Uma pesquisa para lançar durante o carnaval: doutoranda do Gig@ fala sobre a experiência de apresentar sua pesquisa em dois congressos internacionais sobre gênero, ciência e tecnologia

Este ano passei um carnaval bem diferente dos anteriores. Tive a oportunidade de fazer imersão em dois eventos acadêmicos espanhóis ligados à pesquisa que desenvolvo no Gig@, sobre os processos de apropriação tecnológica de mulheres hackers e tecnólogas. Uma oportunidade interdisciplinar ímpar, de poder ouvir e compartilhar experiências com gente de diversas áreas de conhecimento e culturas. E tudo isso, é importante deixar claro, graças à política de internacionalização do conhecimento científico promovida pela CAPES, através do Programa de Doutorado Sanduíche (PDSE), que me trouxe para um estágio doutoral de seis meses no Internet Institute Research Center (IN3), da Universitat Oberta de Catalunya (UOC/Barcelona).

O primeiro foi o Congresso de Ciência, Feminismo y Masculinidades (CICFEM), que ocorreu na cidade de Valencia, entre os dias 1 e 2 março, onde, além de potentes discussões e apresentação de experiências de pesquisadoras nos mais diversos âmbitos da ciência e tecnologia, tive a oportunidade de dialogar, mais de perto, com algumas das principais abordagens que tem preponderado nos estudos sobre masculinidades alternativas. Lá, apresentei o trabalho “Mujeres hackers en Brasil: mapeo de los grupos y sus apropiaciones tecnológicas” e durante a sessão de meu grupo de trabalho, pude perceber que, apesar da diversidade das temáticas ali apresentadas, havia um fio condutor que apontava para uma discussão maior: a necessidade de, associado ao combate da brecha de gênero na ciência e tecnologia – que faz com que mulheres historicamente sejam excluídas e/ou destituídas do papel de importantes atrizes do processo de produção de conhecimento, sobretudo nas chamadas “ciências exatas” -, empreendermos esforços para que essa reparação se dê noutros termos, que não os da pura assimilação de tecnologias hegemônicas e androcêntricas, o que noutros campos tem garantido a manutenção dos chamados “tetos de cristal” para poucas em detrimento da luta de muitas. Ou seja, é preciso trazer para a problemática da ausência de mulheres na tecnologia o não menos problemático debate sobre o processo de reificação por que passam os artefatos em nossa atualidade, sob o risco de incorrermos no mesmo erro de incluir no jogo do (tecno)poder apenas uma pequena quantidade de mulheres digitalmente letradas, territorialmente norteadas, capitalísticamente empoderadas, sexualmente cisgenerizadas e racialmente embranquecidas.

Uma semana depois, em Terrassa,  um pouco menos nervosa pela estreia na apresentação de trabalho em outra língua que não na boa e velha “Última flor do Lácio”, no congresso “Dones, Ciència i Tecnologia – 2019” apresentei, junto com a minha co-orientadora espanhola, a Professora Dra Ana María Gonzalez Ramos, o trabalho “Mujeres hackers y sus nuevos espacios: un panorama de las experiencias engendradas en el Brasil actual”, onde tive oportunidade de aprofundar a discussão apresentada anteriormente em Valência.
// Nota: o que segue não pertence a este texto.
//! Block I/O Adapter: transfers whole pages to and from the backing store a
//! block at a time.
//!
//! Transfers exactly one 4 KiB page between a physical frame and the 8
//! consecutive blocks a slot occupies, grounded on
//! `examples/original_source/xv6/pageswap.c`'s `write_page_to_disk` /
//! `read_page_from_disk` (one `bget`/`bwrite`/`brelse` or
//! `bget`/`brelse` cycle per 512 B block).

use crate::collab::BlockDevice;

use super::config::{BLOCKS_PER_SLOT, BLOCK_SIZE, PAGE_SIZE, SWAP_START};

/// First block number occupied by slot `slot`.
fn slot_base_block(slot: usize) -> u64 {
    SWAP_START + (slot as u64) * BLOCKS_PER_SLOT
}

/// Write the 4 KiB page at `page` to the 8 blocks backing `slot`.
///
/// # Safety
/// `page` must point to a valid, readable 4 KiB region.
pub unsafe fn write_page<D: BlockDevice + ?Sized>(dev: &D, slot: usize, page: *const u8) {
    let base = slot_base_block(slot);
    let mut buf = [0u8; BLOCK_SIZE];
    for i in 0..BLOCKS_PER_SLOT {
        let src = page.add((i as usize) * BLOCK_SIZE);
        core::ptr::copy_nonoverlapping(src, buf.as_mut_ptr(), BLOCK_SIZE);
        dev.write_block(base + i, &buf);
    }
}

/// Read the 8 blocks backing `slot` into the 4 KiB page at `page`.
///
/// # Safety
/// `page` must point to a valid, writable 4 KiB region.
pub unsafe fn read_page<D: BlockDevice + ?Sized>(dev: &D, slot: usize, page: *mut u8) {
    let base = slot_base_block(slot);
    let mut buf = [0u8; BLOCK_SIZE];
    for i in 0..BLOCKS_PER_SLOT {
        dev.read_block(base + i, &mut buf);
        let dst = page.add((i as usize) * BLOCK_SIZE);
        core::ptr::copy_nonoverlapping(buf.as_ptr(), dst, BLOCK_SIZE);
    }
}

const _PAGE_IS_EIGHT_BLOCKS: () = assert!(BLOCKS_PER_SLOT as usize * BLOCK_SIZE == PAGE_SIZE);
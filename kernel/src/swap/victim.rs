//! Victim Selector: picks which process and which page to evict next.
//!
//! Global approximation of LRU: pick the eligible process with the largest
//! `rss` (ties broken by smallest pid), then run a second-chance / clock
//! scan over its address space. Ground: `examples/original_source/xv6/pageswap.c`'s
//! `find_victim_proc`/`find_victim_page`.

use crate::collab::{PageTableWalker, Pid, ProcessHandle, ProcessState, ProcessTable, VirtAddr};
use crate::swap::config::PAGE_SIZE;
use crate::swap::pte::{is_present, PRESENT};

/// Bit within the PTE's OS-available range used as the hardware "accessed"
/// indicator for this approximation (bit 5, matching the position `A` holds
/// in both the 32-bit and 64-bit x86 page table formats).
const ACCESSED: u64 = 1 << 5;

fn is_eligible(state: ProcessState) -> bool {
    matches!(state, ProcessState::Running | ProcessState::Runnable | ProcessState::Sleeping)
}

/// Pick the eligible process with the largest `rss`; ties go to the
/// smallest `pid`. Returns `None` if no process is eligible.
pub fn find_victim_process(table: &dyn ProcessTable) -> Option<Pid> {
    let mut best: Option<(Pid, i64)> = None;
    table.for_each(&mut |p: &dyn ProcessHandle| {
        if !is_eligible(p.state()) || p.pid() < 1 {
            return;
        }
        let rss = p.rss();
        let pid = p.pid();
        best = Some(match best {
            None => (pid, rss),
            Some((bpid, brss)) => {
                if rss > brss || (rss == brss && pid < bpid) {
                    (pid, rss)
                } else {
                    (bpid, brss)
                }
            }
        });
    });
    best.map(|(pid, _)| pid)
}

/// Second-chance scan of `process`'s address space: first pass looks for a
/// present-but-unaccessed leaf; if none exists, a reset pass clears every
/// present leaf's accessed bit, and a second pass retries. Returns `None`
/// only if the process has no present leaves at all.
///
/// # Safety
/// `walker` must resolve leaves belonging to `root`'s live address space;
/// see [`PageTableWalker::walk`].
pub unsafe fn find_victim_page(
    walker: &dyn PageTableWalker,
    root: u64,
    virtual_size: VirtAddr,
) -> Option<VirtAddr> {
    if let Some(va) = scan_for_victim(walker, root, virtual_size) {
        return Some(va);
    }

    let mut vaddr = 0u64;
    while vaddr < virtual_size {
        if let Some(pte) = walker.walk(root, vaddr) {
            let value = *pte;
            if is_present(value) && value & ACCESSED != 0 {
                *pte = value & !ACCESSED;
            }
        }
        vaddr += PAGE_SIZE as u64;
    }

    scan_for_victim(walker, root, virtual_size)
}

unsafe fn scan_for_victim(
    walker: &dyn PageTableWalker,
    root: u64,
    virtual_size: VirtAddr,
) -> Option<VirtAddr> {
    let mut vaddr = 0u64;
    while vaddr < virtual_size {
        if let Some(pte) = walker.walk(root, vaddr) {
            let value = *pte;
            if value & PRESENT != 0 && value & ACCESSED == 0 {
                return Some(vaddr);
            }
        }
        vaddr += PAGE_SIZE as u64;
    }
    None
}
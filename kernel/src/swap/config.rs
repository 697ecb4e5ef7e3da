//! Compile-time tunables for the swap subsystem.
//!
//! Doc-commented `pub const`s, one per line, the way
//! `examples/nexa-sys-nexa-os/src/process/types.rs` documents its memory
//! layout constants.

/// Number of fixed-size backing-store slots in the slot table.
pub const NSWAPSLOTS: usize = 800;

/// First block of the swap region, immediately after the boot block and
/// superblock.
pub const SWAP_START: u64 = 2;

/// Size of one backing-store block, in bytes.
pub const BLOCK_SIZE: usize = 512;

/// Page size, in bytes. Must equal `BLOCKS_PER_SLOT * BLOCK_SIZE`.
pub const PAGE_SIZE: usize = 4096;

/// Number of consecutive blocks one slot occupies (4096 / 512).
pub const BLOCKS_PER_SLOT: u64 = (PAGE_SIZE / BLOCK_SIZE) as u64;

/// Initial free-frame low-water mark.
pub const INITIAL_THRESHOLD: u32 = 100;

/// Initial number of pages to evict per low-memory event.
pub const INITIAL_BATCH: u32 = 2;

/// Percent by which `batch` grows after each pressure event.
pub const ALPHA_PERCENT: u32 = 25;

/// Percent by which `threshold` decays after each pressure event.
pub const BETA_PERCENT: u32 = 10;

/// Hard ceiling on `batch`.
pub const BATCH_LIMIT: u32 = 100;

const _LAYOUT_CHECK: () = assert!(BLOCKS_PER_SLOT as usize * BLOCK_SIZE == PAGE_SIZE);
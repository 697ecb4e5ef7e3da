//! Swap subsystem error kinds.
//!
//! Styled after `examples/nexa-sys-nexa-os/src/drivers/block/mod.rs`'s
//! `BlockError`: a small `Copy` enum with a classification method, rather
//! than a boxed/`String`-carrying error type (this crate is `no_std`
//! without `alloc`).

use core::fmt;

/// Whether an error is recoverable by the caller or indicates a kernel
/// invariant violation that must halt.
#[derive(Debug, Clone, Copy, PartialEq, Eq)]
pub enum Severity {
    /// Transient; the caller may retry with a different victim/slot/frame.
    Soft,
    /// A kernel invariant was violated. The only correct response is to
    /// halt.
    Fatal,
}

/// Errors the swap subsystem can report.
#[derive(Debug, Clone, Copy, PartialEq, Eq)]
pub enum SwapError {
    /// Slot table full on swap-out. Eviction is abandoned for this page.
    NoSlot,
    /// Frame allocator empty during swap-in.
    NoFrame,
    /// Swap-in observed a decoded slot that is free or out-of-range.
    InvalidSlot,
    /// Swap-in was invoked on a PTE without the `SWAPPED` bit set.
    NotSwapped,
    /// `release` was called with a slot index outside `0..NSWAPSLOTS`.
    ReleaseOutOfRange,
}

impl SwapError {
    /// Soft errors are surfaced upward; fatal errors indicate a bug or
    /// corrupted state and must halt the system.
    pub const fn severity(self) -> Severity {
        match self {
            SwapError::NoSlot | SwapError::NoFrame => Severity::Soft,
            SwapError::InvalidSlot | SwapError::NotSwapped | SwapError::ReleaseOutOfRange => {
                Severity::Fatal
            }
        }
    }
}

impl fmt::Display for SwapError {
    fn fmt(&self, f: &mut fmt::Formatter<'_>) -> fmt::Result {
        let msg = match self {
            SwapError::NoSlot => "no free swap slot",
            SwapError::NoFrame => "no free physical frame",
            SwapError::InvalidSlot => "decoded swap slot is free or out of range",
            SwapError::NotSwapped => "swap-in invoked on a non-swapped PTE",
            SwapError::ReleaseOutOfRange => "release() called with an out-of-range slot index",
        };
        f.write_str(msg)
    }
}

/// Halts the system after logging a fatal invariant violation.
///
/// A real kernel wires this to whatever `arch::halt_loop`-style primitive it
/// has (`examples/nexa-sys-nexa-os/src/arch/mod.rs`); this crate has no
/// architecture to halt, so it logs and spins forever, which is the
/// worst-case behavior a caller can rely on in a `no_std` context without
/// `abort`.
pub fn fatal(err: SwapError) -> ! {
    crate::kerror!("swap: fatal: {err}");
    #[cfg(test)]
    {
        panic!("swap: fatal: {err}");
    }
    #[cfg(not(test))]
    loop {
        core::hint::spin_loop();
    }
}
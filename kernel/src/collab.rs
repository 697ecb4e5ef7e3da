//! External collaborators.
//!
//! The swap core depends on four subsystems it does not implement itself:
//! the physical frame allocator, the block device layer, the
//! page-table walker, and the process table / scheduler. Each is a `Sync`
//! trait here, in the same spirit as `nexa-sys-nexa-os`'s
//! `fs::traits::BlockFileSystem` (`examples/nexa-sys-nexa-os/src/fs/traits.rs`):
//! the subsystem is generic over "someone implements this elsewhere", and a
//! concrete kernel wires in the real frame allocator / block layer / page
//! tables / scheduler through these trait objects.

/// A physical address, in bytes.
pub type PhysAddr = u64;
/// A virtual address, in bytes.
pub type VirtAddr = u64;
/// A process identifier. `0` is reserved (never a live process); victim
/// selection only considers `pid >= 1`.
pub type Pid = u64;

/// Allocates and frees 4 KiB physical frames, and reports how many are free.
///
/// Grounded on the physical-page bookkeeping in
/// `examples/nexa-sys-nexa-os/src/mm/paging.rs` (`NEXT_PT_FRAME`,
/// `NEXT_USER_REGION`, the free-region list) -- the real implementation of
/// this trait in a full kernel would be backed by exactly that allocator.
pub trait FrameAllocator: Sync {
    /// Allocate one 4 KiB physical frame, or `None` if none remain.
    fn allocate_frame(&self) -> Option<PhysAddr>;
    /// Return a frame previously obtained from [`allocate_frame`](Self::allocate_frame).
    fn free_frame(&self, frame: PhysAddr);
    /// Number of frames currently free.
    fn free_frame_count(&self) -> usize;
}

/// Transfers raw 512-byte blocks to and from the backing store.
///
/// Grounded on the per-sector transfer loop in
/// `examples/nexa-sys-nexa-os/src/drivers/block/mod.rs`
/// (`read_sectors`/`write_sectors`), narrowed to the single-block granularity
/// `examples/original_source/xv6/pageswap.c`'s `write_page_to_disk` /
/// `read_page_from_disk` use (`bget`/`bwrite`/`brelse` per 512 B block). No
/// caching decisions are made by callers of this trait; an implementation is
/// free to route through its own buffer cache, as the block layer does.
pub trait BlockDevice: Sync {
    /// Read exactly one 512-byte block starting at `blockno` into `buf`.
    fn read_block(&self, blockno: u64, buf: &mut [u8; 512]);
    /// Write exactly one 512-byte block starting at `blockno` from `buf`.
    fn write_block(&self, blockno: u64, buf: &[u8; 512]);
}

/// Process lifecycle states relevant to victim selection.
///
/// Mirrors `examples/nexa-sys-nexa-os/src/process/types.rs::ProcessState`,
/// widened with a `Runnable` state (xv6 distinguishes `RUNNING`/`RUNNABLE`;
/// NexaOS's own enum collapses the two into `Ready`/`Running`) because the
/// eviction-eligibility rule below names all three explicitly.
#[derive(Debug, Clone, Copy, PartialEq, Eq)]
pub enum ProcessState {
    Running,
    Runnable,
    Sleeping,
    Zombie,
}

/// A read/write view onto one process's scheduling and memory-accounting
/// state, as needed by the victim selector and the swap-out/in paths.
///
/// Grounded on `examples/nexa-sys-nexa-os/src/process/types.rs::Process` and
/// the `cr3`/`rss`-style fields a swap implementation needs out of it.
pub trait ProcessHandle {
    fn pid(&self) -> Pid;
    fn state(&self) -> ProcessState;
    /// Current resident-set count: the number of this process's virtual
    /// pages that are presently backed by a physical frame.
    fn rss(&self) -> i64;
    /// Apply a signed delta to the resident-set counter (+1 on swap-in, -1 on
    /// swap-out).
    fn adjust_rss(&self, delta: i64);
    /// Physical address of this process's page-table root, passed to
    /// [`PageTableWalker`] and [`PageTableWalker::invalidate`].
    fn page_table_root(&self) -> PhysAddr;
    /// Upper bound (exclusive) of the virtual address range that should be
    /// walked on this process's behalf, for both victim selection and
    /// swap teardown.
    fn virtual_size(&self) -> VirtAddr;
}

/// Iterates the live process table under its lock and looks processes up by
/// PID.
///
/// Grounded on `examples/nexa-sys-nexa-os/src/scheduler/table.rs`'s
/// `PROCESS_TABLE` (a `spin::Mutex`-guarded table) and its
/// `get_process_from_table`/iteration helpers. The callback shape (rather
/// than returning an iterator) keeps this trait object-safe so it can be
/// passed around as `&dyn ProcessTable`.
pub trait ProcessTable: Sync {
    /// Invoke `visit` once per live process table entry, under the table's
    /// lock.
    fn for_each(&self, visit: &mut dyn FnMut(&dyn ProcessHandle));
    /// Invoke `visit` with the handle for `pid` if it is still live; returns
    /// `false` if `pid` is not found.
    fn with_process(&self, pid: Pid, visit: &mut dyn FnMut(&dyn ProcessHandle)) -> bool;
}

/// Resolves and mutates leaf page-table entries without allocating
/// intermediate tables, and handles the TLB invalidation that must follow
/// any PTE rewrite.
///
/// Grounded on `examples/nexa-sys-nexa-os/src/mm/paging.rs`'s raw
/// `*mut PageTable`/`*mut PageTableEntry` manipulation style and its use of
/// `x86_64::instructions::tlb::flush`/`flush_all` and `Cr3::read`/`write`
/// after rewriting a mapping.
pub trait PageTableWalker: Sync {
    /// Resolve the leaf entry covering `vaddr` inside the address space
    /// rooted at `root`. Returns `None` if any level of the translation is
    /// missing; never allocates a missing intermediate table.
    ///
    /// # Safety
    /// The returned pointer aliases live kernel page-table memory. Callers
    /// must not retain it past the point where the address space could be
    /// torn down, and must serialize concurrent access: callers never touch
    /// the same leaf from two CPUs at once.
    unsafe fn walk(&self, root: PhysAddr, vaddr: VirtAddr) -> Option<*mut u64>;
    /// Invalidate any cached translation for `vaddr` in the address space
    /// rooted at `root` (the simplest correct action is reloading that
    /// address space's root register).
    fn invalidate(&self, root: PhysAddr, vaddr: VirtAddr);
}
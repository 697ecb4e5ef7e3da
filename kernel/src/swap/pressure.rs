//! Pressure Controller: polls free-frame count against an adaptively
//! decaying threshold and evicts an adaptively growing batch of pages.
//!
//! A geometric feedback loop: each pressure event lowers the low-water mark
//! and grows the batch size, per `examples/original_source/xv6/pageswap.c`'s
//! `update_swap_threshold` (`alpha=25`, `beta=10`, `LIMIT=100`).

use spin::Mutex;

use crate::collab::{FrameAllocator, PageTableWalker, ProcessTable};
use crate::swap::config::{ALPHA_PERCENT, BATCH_LIMIT, BETA_PERCENT, INITIAL_BATCH, INITIAL_THRESHOLD};
use crate::swap::io::SwapIo;
use crate::swap::victim::{find_victim_page, find_victim_process};

/// Mutable state of the pressure controller: the free-frame low-water mark
/// and the per-event eviction batch size.
///
/// `threshold` decays monotonically and is never raised again when pressure
/// relaxes: there is no pressure-relief path back up, by design, so repeated
/// low-memory events drive the system toward evicting earlier and evicting
/// more each time.
pub struct PressureController {
    state: Mutex<State>,
}

struct State {
    threshold: u32,
    batch: u32,
}

impl PressureController {
    pub const fn new() -> Self {
        Self { state: Mutex::new(State { threshold: INITIAL_THRESHOLD, batch: INITIAL_BATCH }) }
    }

    /// Reset to the initial threshold/batch. Called once during boot.
    pub fn init(&self) {
        let mut state = self.state.lock();
        state.threshold = INITIAL_THRESHOLD;
        state.batch = INITIAL_BATCH;
    }

    /// Current `(threshold, batch)`, for tests and diagnostics.
    pub fn current(&self) -> (u32, u32) {
        let state = self.state.lock();
        (state.threshold, state.batch)
    }

    /// Poll the free-frame count and, if below `threshold`, evict up to
    /// `batch` pages before updating `threshold` and `batch` for next time.
    ///
    /// Each eviction picks a fresh victim process and victim page; if either
    /// selection comes up empty the batch stops early (there is nothing left
    /// worth evicting this round).
    pub fn check_pressure(
        &self,
        io: &SwapIo<'_>,
        frames: &dyn FrameAllocator,
        processes: &dyn ProcessTable,
        walker: &dyn PageTableWalker,
    ) {
        let (threshold, batch) = {
            let state = self.state.lock();
            (state.threshold, state.batch)
        };

        if frames.free_frame_count() as u32 >= threshold {
            return;
        }

        crate::kinfo!("swap: pressure: threshold={} batch={}", threshold, batch);

        for _ in 0..batch {
            let Some(pid) = find_victim_process(processes) else {
                break;
            };
            let mut evicted = false;
            processes.with_process(pid, &mut |process| {
                let root = process.page_table_root();
                let vsize = process.virtual_size();
                // SAFETY: `root`/`vsize` describe `process`'s own live
                // address space, walked under the process table's lock.
                let victim = unsafe { find_victim_page(walker, root, vsize) };
                if let Some(vaddr) = victim {
                    if crate::swap::io::swap_out(io, process, vaddr).is_ok() {
                        evicted = true;
                    }
                }
            });
            if !evicted {
                break;
            }
        }

        let mut state = self.state.lock();
        state.threshold = core::cmp::max(1, state.threshold * (100 - BETA_PERCENT) / 100);
        state.batch = core::cmp::min(BATCH_LIMIT, core::cmp::max(1, state.batch * (100 + ALPHA_PERCENT) / 100));
    }
}

impl Default for PressureController {
    fn default() -> Self {
        Self::new()
    }
}
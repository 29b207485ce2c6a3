//! Router assembly for the dish and order routes

use axum::routing::get;
use axum::{Json, Router};
use serde_json::{Value, json};
use tower_http::cors::CorsLayer;
use tower_http::trace::TraceLayer;

use crate::dishes::handlers::{create_dish, list_dishes, read_dish, update_dish};
use crate::orders::handlers::{create_order, delete_order, list_orders, read_order, update_order};

use super::AppState;

/// Build the application router
///
/// - `GET|POST /dishes`, `GET|PUT /dishes/{dishId}`
/// - `GET|POST /orders`, `GET|PUT|DELETE /orders/{orderId}`
/// - `GET /health`, `GET /healthz`
pub fn build_routes(state: AppState) -> Router {
    Router::new()
        .route("/dishes", get(list_dishes).post(create_dish))
        .route("/dishes/{dishId}", get(read_dish).put(update_dish))
        .route("/orders", get(list_orders).post(create_order))
        .route(
            "/orders/{orderId}",
            get(read_order).put(update_order).delete(delete_order),
        )
        .with_state(state)
        .merge(health_routes())
        .layer(TraceLayer::new_for_http())
        .layer(CorsLayer::permissive())
}

fn health_routes() -> Router {
    Router::new()
        .route("/health", get(health_check))
        .route("/healthz", get(health_check))
}

async fn health_check() -> Json<Value> {
    Json(json!({
        "status": "ok",
        "service": "eatery"
    }))
}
Chamou-nos atenção os tensionamentos realizados por nossa audiência em torno do uso que fizemos do termo hacker. Nos preguntava uma jovem: “hoje, pela manhã, falávamos sobre cibersegurança de mulheres em ambientes digitais, onde cada vez mais tem se mostrado comum o assédio e extorsão de mulheres por conta de hackers, então por que vocês utilizam este termo para falar de grupos de mulheres que fazem ativismo digital?”. E isso me fez pensar o quão em nosso imaginário está incutida a associação entre expertos em desenvolvimento de códigos e hardwares a masculinidades hegemônicas (usando um termo que vi em Valência) e hostis. Isso me fez pensar na magnitude do trabalho dessas mulheres, que em diversas frentes trazem a possibilidade de popularizar e pluralizar os sentidos de um termo que originalmente está comprometido com o escaneamento dos protocolos de controle de nossas sociedades digitalizadas. E quer coisa mais feminista que isso?